◆ **Working data**:
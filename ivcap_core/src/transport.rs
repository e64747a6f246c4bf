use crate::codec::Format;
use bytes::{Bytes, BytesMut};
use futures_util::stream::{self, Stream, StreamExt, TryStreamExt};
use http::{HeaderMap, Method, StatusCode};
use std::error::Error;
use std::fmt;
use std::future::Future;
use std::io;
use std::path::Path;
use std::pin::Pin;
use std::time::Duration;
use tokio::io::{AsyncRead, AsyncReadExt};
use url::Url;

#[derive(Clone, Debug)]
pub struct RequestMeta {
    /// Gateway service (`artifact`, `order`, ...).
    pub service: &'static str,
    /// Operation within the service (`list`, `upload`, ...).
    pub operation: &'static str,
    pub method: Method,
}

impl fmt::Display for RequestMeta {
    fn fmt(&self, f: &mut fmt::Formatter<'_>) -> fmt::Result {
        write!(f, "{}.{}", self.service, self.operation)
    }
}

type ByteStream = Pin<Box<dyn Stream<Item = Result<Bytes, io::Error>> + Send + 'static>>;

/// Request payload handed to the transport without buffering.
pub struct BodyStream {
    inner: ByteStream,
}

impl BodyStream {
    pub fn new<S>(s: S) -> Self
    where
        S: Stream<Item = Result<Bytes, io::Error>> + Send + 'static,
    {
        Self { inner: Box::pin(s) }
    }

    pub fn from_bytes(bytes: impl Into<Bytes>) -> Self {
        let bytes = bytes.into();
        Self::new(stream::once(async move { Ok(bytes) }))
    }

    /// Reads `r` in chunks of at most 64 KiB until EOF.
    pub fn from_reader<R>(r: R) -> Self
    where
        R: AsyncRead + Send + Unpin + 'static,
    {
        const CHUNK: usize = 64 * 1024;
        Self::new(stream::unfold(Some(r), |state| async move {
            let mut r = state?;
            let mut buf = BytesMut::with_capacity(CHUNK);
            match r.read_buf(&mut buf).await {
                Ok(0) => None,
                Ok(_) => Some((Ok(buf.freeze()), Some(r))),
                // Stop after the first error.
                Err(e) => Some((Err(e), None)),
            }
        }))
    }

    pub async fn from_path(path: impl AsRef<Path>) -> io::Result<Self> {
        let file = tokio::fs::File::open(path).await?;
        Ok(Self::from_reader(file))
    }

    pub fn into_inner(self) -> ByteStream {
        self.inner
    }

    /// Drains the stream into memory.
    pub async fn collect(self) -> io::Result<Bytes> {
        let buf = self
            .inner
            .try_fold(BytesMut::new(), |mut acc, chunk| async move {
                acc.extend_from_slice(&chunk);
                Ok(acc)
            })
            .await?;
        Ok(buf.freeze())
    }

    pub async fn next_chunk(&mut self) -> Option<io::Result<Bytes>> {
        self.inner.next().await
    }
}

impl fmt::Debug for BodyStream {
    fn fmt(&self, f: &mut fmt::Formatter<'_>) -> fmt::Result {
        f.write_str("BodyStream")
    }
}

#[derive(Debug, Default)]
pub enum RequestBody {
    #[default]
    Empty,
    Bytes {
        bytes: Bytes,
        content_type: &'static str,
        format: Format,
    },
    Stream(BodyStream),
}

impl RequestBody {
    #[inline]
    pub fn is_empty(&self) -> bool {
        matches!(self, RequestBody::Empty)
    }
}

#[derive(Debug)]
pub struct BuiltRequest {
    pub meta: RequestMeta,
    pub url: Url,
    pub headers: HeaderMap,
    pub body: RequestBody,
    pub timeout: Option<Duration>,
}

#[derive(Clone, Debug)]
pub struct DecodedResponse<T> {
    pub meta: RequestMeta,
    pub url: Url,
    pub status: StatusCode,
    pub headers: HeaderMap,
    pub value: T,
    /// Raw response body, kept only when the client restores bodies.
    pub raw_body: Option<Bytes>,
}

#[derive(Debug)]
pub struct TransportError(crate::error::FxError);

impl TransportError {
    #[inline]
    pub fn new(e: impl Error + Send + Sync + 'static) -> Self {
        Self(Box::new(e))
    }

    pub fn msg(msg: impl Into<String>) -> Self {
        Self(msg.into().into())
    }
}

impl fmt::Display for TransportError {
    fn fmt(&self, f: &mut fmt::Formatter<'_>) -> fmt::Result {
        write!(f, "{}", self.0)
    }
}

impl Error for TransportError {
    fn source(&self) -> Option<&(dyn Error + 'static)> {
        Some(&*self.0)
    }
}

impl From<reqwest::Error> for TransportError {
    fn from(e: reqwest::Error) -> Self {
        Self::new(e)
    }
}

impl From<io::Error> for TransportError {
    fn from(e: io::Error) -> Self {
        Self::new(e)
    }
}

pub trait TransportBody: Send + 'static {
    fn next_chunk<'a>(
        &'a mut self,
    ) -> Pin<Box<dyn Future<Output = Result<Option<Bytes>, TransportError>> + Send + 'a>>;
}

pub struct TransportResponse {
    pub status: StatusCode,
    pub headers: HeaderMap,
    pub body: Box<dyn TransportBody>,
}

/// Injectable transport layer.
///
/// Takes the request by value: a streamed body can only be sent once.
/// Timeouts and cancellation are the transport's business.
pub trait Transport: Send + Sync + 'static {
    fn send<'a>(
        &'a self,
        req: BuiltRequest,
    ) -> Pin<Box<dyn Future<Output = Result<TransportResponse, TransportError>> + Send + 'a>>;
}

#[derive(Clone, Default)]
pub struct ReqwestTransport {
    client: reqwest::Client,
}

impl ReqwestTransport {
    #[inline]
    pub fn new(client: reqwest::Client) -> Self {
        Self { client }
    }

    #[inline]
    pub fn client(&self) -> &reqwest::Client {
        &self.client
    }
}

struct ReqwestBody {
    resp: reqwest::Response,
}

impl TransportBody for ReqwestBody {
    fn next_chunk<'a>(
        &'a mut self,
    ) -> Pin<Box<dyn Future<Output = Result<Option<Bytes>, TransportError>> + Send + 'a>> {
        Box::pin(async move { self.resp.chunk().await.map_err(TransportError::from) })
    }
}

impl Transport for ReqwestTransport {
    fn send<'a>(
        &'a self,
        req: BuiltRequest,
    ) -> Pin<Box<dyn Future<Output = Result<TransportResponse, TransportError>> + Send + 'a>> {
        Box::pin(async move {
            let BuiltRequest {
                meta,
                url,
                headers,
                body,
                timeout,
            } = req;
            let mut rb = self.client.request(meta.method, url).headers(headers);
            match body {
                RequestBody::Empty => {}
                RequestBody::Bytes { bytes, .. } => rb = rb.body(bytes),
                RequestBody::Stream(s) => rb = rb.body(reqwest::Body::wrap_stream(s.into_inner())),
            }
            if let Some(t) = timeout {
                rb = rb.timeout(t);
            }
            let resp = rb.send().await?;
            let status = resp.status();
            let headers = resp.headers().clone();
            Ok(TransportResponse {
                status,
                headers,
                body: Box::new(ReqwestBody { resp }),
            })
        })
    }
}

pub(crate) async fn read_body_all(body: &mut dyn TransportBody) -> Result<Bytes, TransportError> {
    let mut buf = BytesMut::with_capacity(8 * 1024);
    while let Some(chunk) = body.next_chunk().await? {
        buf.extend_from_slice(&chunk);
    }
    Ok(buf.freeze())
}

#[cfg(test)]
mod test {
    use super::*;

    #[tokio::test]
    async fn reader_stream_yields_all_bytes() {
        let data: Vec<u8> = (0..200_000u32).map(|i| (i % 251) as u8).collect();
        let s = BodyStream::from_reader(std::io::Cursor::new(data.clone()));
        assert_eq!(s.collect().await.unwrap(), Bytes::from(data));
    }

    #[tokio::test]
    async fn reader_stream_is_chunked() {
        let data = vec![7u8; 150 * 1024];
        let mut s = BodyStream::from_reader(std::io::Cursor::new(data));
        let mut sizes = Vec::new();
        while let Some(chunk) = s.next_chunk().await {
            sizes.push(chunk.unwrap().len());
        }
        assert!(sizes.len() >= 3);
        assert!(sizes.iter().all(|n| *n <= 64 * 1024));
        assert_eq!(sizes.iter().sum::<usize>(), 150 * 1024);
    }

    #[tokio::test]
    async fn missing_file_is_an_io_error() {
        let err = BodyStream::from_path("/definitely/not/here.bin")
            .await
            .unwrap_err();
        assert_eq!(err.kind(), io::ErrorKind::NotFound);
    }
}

◆ **Exercise**: Set down exactly, and only, the lines from the one containing "rb = rb.timeout(t);" to the final line of the data.

◆ **Written response**:
                rb = rb.timeout(t);
            }
            let resp = rb.send().await?;
            let status = resp.status();
            let headers = resp.headers().clone();
            Ok(TransportResponse {
                status,
                headers,
                body: Box::new(ReqwestBody { resp }),
            })
        })
    }
}

pub(crate) async fn read_body_all(body: &mut dyn TransportBody) -> Result<Bytes, TransportError> {
    let mut buf = BytesMut::with_capacity(8 * 1024);
    while let Some(chunk) = body.next_chunk().await? {
        buf.extend_from_slice(&chunk);
    }
    Ok(buf.freeze())
}

#[cfg(test)]
mod test {
    use super::*;

    #[tokio::test]
    async fn reader_stream_yields_all_bytes() {
        let data: Vec<u8> = (0..200_000u32).map(|i| (i % 251) as u8).collect();
        let s = BodyStream::from_reader(std::io::Cursor::new(data.clone()));
        assert_eq!(s.collect().await.unwrap(), Bytes::from(data));
    }

    #[tokio::test]
    async fn reader_stream_is_chunked() {
        let data = vec![7u8; 150 * 1024];
        let mut s = BodyStream::from_reader(std::io::Cursor::new(data));
        let mut sizes = Vec::new();
        while let Some(chunk) = s.next_chunk().await {
            sizes.push(chunk.unwrap().len());
        }
        assert!(sizes.len() >= 3);
        assert!(sizes.iter().all(|n| *n <= 64 * 1024));
        assert_eq!(sizes.iter().sum::<usize>(), 150 * 1024);
    }

    #[tokio::test]
    async fn missing_file_is_an_io_error() {
        let err = BodyStream::from_path("/definitely/not/here.bin")
            .await
            .unwrap_err();
        assert_eq!(err.kind(), io::ErrorKind::NotFound);
    }
}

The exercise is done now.